Caring for the Temple

Caring for the Temple by Jennifer SienesFriday morning, my husband, Chris, and I headed down to Carmel to celebrate my (51st) birthday. We’ve gotten into the habit of listening to podcasts when we’re driving long distances, and our favorites are those from Focus on the Family. I like the variety of subject matter, although, truth be told, I generally bypass any to do with raising children (except interviews with friend and fellow writer, Joanne Kraft). That boat’s sailed, and since there aren’t any grandchildren on the horizon, they don’t pertain at this point in my life.

Instead, we’ve listened to discussions on marriage (some hysterical, all practical), politics, faith, building relationships, church dissension—the topics are endless. I don’t think we’ve ever finished with one of the 28-minute segments and said, “Well, that was a waste of time.” Often, I’ll flip through the selection and find it difficult to choose only one that sounds interesting. Friday, we finally settled on a two-part interview with Gary Thomas (author of Sacred Marriage) on healthy living. This sounded especially interesting to us since we’re self-professed health nuts. Chris had given a talk at our church several months ago on this topic, and I was curious to see how Gary Thomas would approach it.

I doubt most people would think of healthy living as Biblical. There are those who believe Christians shouldn’t drink alcohol and others who feel smoking is wrong, neither of which are forbidden in the Bible. But the idea of a healthy diet and daily exercise? Gary Thomas used the same verse Chris did when discussing the topic of taking care of our bodies:

1 Corinthians 6:19-20 “Or do you not know that your body is the temple of the Holy Spirit who is in you, whom you have from God, and you are not your own? For you were bought at a price; therefore glorify God in your body and in your spirit, which are God’s.”

We live in a fast-paced, fast-food culture where 24 hours in a day is not nearly enough time to get everything done, let alone add more onto our already full plates. There are many who think Chris and I are crazy to get up before the crack of dawn in order to get time in the Word and time on the treadmill before starting our work day. But our spiritual lives are empty without quiet time with God, and unless we’re healthy, we can’t do the work He calls us to.

When Chris was preparing for his health talk all those months ago, he pulled up some pretty startling statistics. One of the saddest was that our children will be the first generation less healthy than the one before them. What kind of role modeling are we doing when we have a dramatic increase in child obesity and diabetes in this country?
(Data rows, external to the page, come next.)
use chrono::{NaiveDate, NaiveDateTime};
use serde::{Deserialize, Serialize};

/// Dimension of every face embedding in the system. Vectors of any other
/// length are excluded from matching, never padded or truncated.
pub const EMBEDDING_DIM: usize = 128;

/// Byte length of a stored embedding blob (little-endian f32).
pub const EMBEDDING_BYTES: usize = EMBEDDING_DIM * 4;

/// Face embedding vector.
#[derive(Debug, Clone, PartialEq, Serialize, Deserialize)]
pub struct Embedding {
    pub values: Vec<f32>,
}

impl Embedding {
    /// Decode a stored blob of `EMBEDDING_DIM` little-endian f32 values.
    ///
    /// Returns `None` for blobs of any other length.
    pub fn from_bytes(raw: &[u8]) -> Option<Self> {
        if raw.len() != EMBEDDING_BYTES {
            return None;
        }
        let values = raw
            .chunks_exact(4)
            .map(|c| f32::from_le_bytes([c[0], c[1], c[2], c[3]]))
            .collect();
        Some(Self { values })
    }

    /// Encode as a little-endian f32 blob for storage.
    pub fn to_bytes(&self) -> Vec<u8> {
        let mut out = Vec::with_capacity(self.values.len() * 4);
        for v in &self.values {
            out.extend_from_slice(&v.to_le_bytes());
        }
        out
    }

    pub fn dim(&self) -> usize {
        self.values.len()
    }

    /// Euclidean distance to another embedding of the same dimension.
    pub fn euclidean_distance(&self, other: &Embedding) -> f32 {
        self.values
            .iter()
            .zip(other.values.iter())
            .map(|(a, b)| (a - b).powi(2))
            .sum::<f32>()
            .sqrt()
    }
}

/// Map a Euclidean distance to a bounded similarity score in [0, 1].
/// Distance 0 → 1.0; distance ≥ 1 → 0.0.
pub fn similarity_from_distance(distance: f32) -> f32 {
    (1.0 - distance).max(0.0)
}

/// An enrolled employee. Owns zero or more face embeddings; deleting the
/// employee deletes them with it.
#[derive(Debug, Clone, PartialEq, Serialize, Deserialize)]
pub struct Employee {
    pub id: i64,
    /// Civil-service registration number, when assigned.
    pub nip: Option<String>,
    pub name: String,
    pub position: String,
    pub is_active: bool,
}

/// Day outcome for one employee. Authoritative once set by check-in or the
/// absence sweep; checkout never changes it.
#[derive(Debug, Clone, Copy, PartialEq, Eq, Serialize, Deserialize)]
#[serde(rename_all = "snake_case")]
pub enum AttendanceStatus {
    Present,
    Late,
    Excused,
    Sick,
    Absent,
}

impl AttendanceStatus {
    pub fn as_str(&self) -> &'static str {
        match self {
            AttendanceStatus::Present => "present",
            AttendanceStatus::Late => "late",
            AttendanceStatus::Excused => "excused",
            AttendanceStatus::Sick => "sick",
            AttendanceStatus::Absent => "absent",
        }
    }

    pub fn from_str(s: &str) -> Option<Self> {
        match s {
            "present" => Some(AttendanceStatus::Present),
            "late" => Some(AttendanceStatus::Late),
            "excused" => Some(AttendanceStatus::Excused),
            "sick" => Some(AttendanceStatus::Sick),
            "absent" => Some(AttendanceStatus::Absent),
            _ => None,
        }
    }
}

/// One attendance row. At most one exists per (employee, date);
/// `check_out_at` is only ever set after `check_in_at`.
#[derive(Debug, Clone, PartialEq, Serialize, Deserialize)]
pub struct AttendanceRecord {
    pub id: i64,
    pub employee_id: i64,
    pub date: NaiveDate,
    pub check_in_at: Option<NaiveDateTime>,
    pub check_out_at: Option<NaiveDateTime>,
    pub status: AttendanceStatus,
    /// Match confidence in [0, 1] captured at check-in.
    pub confidence: Option<f32>,
    pub corrected_by: Option<String>,
    pub correction_notes: Option<String>,
}

#[cfg(test)]
mod tests {
    use super::*;

    #[test]
    fn test_blob_roundtrip() {
        let e = Embedding {
            values: (0..EMBEDDING_DIM).map(|i| i as f32 * 0.25).collect(),
        };
        let blob = e.to_bytes();
        assert_eq!(blob.len(), EMBEDDING_BYTES);
        assert_eq!(Embedding::from_bytes(&blob), Some(e));
    }

    #[test]
    fn test_from_bytes_rejects_wrong_length() {
        assert!(Embedding::from_bytes(&[0u8; EMBEDDING_BYTES - 4]).is_none());
        assert!(Embedding::from_bytes(&[0u8; EMBEDDING_BYTES + 4]).is_none());
        assert!(Embedding::from_bytes(&[]).is_none());
    }

    #[test]
    fn test_euclidean_distance() {
        let a = Embedding { values: vec![0.0, 0.0, 0.0] };
        let b = Embedding { values: vec![3.0, 4.0, 0.0] };
        assert!((a.euclidean_distance(&b) - 5.0).abs() < 1e-6);
    }

    #[test]
    fn test_similarity_is_bounded() {
        assert_eq!(similarity_from_distance(0.0), 1.0);
        assert!((similarity_from_distance(0.6) - 0.4).abs() < 1e-6);
        assert_eq!(similarity_from_distance(1.7), 0.0);
    }

    #[test]
    fn test_status_strings() {
        for s in [
            AttendanceStatus::Present,
            AttendanceStatus::Late,
            AttendanceStatus::Excused,
            AttendanceStatus::Sick,
            AttendanceStatus::Absent,
        ] {
            assert_eq!(AttendanceStatus::from_str(s.as_str()), Some(s));
        }
        assert_eq!(AttendanceStatus::from_str("gone"), None);
    }
}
What’s wrong with this picture? According to a report published in The American Journal of Medicine, medical bills are a major factor in more than 60 percent of the personal bankruptcies in the United States. Of those bankruptcies that were caused by medical bills, approximately 75 percent of them involved individuals that actually did have health insurance.

Is that good stewardship of what God gives us?

Standing on the Carmel beach Friday and Saturday evenings, watching the sun dip down below the horizon, I was taken aback by the beauty God’s created around us. We, too, are His glorious creation. And yet, so many of us treat our bodies with casual disrespect in how we fuel it and care for it, and it’s the temple of the Holy Spirit! I’m speaking to myself as much as anyone—there’s always room for improvement.

Our bodies are a gift from God—a gift that comes with responsibility. The impact on this country due to the blatant disregard for our health could very well be one of its major downfalls. We want to blame everyone and everything else—economic difficulties, high insurance costs, violence, blah, blah, blah. It’s time we start with what we do have control over—our own health.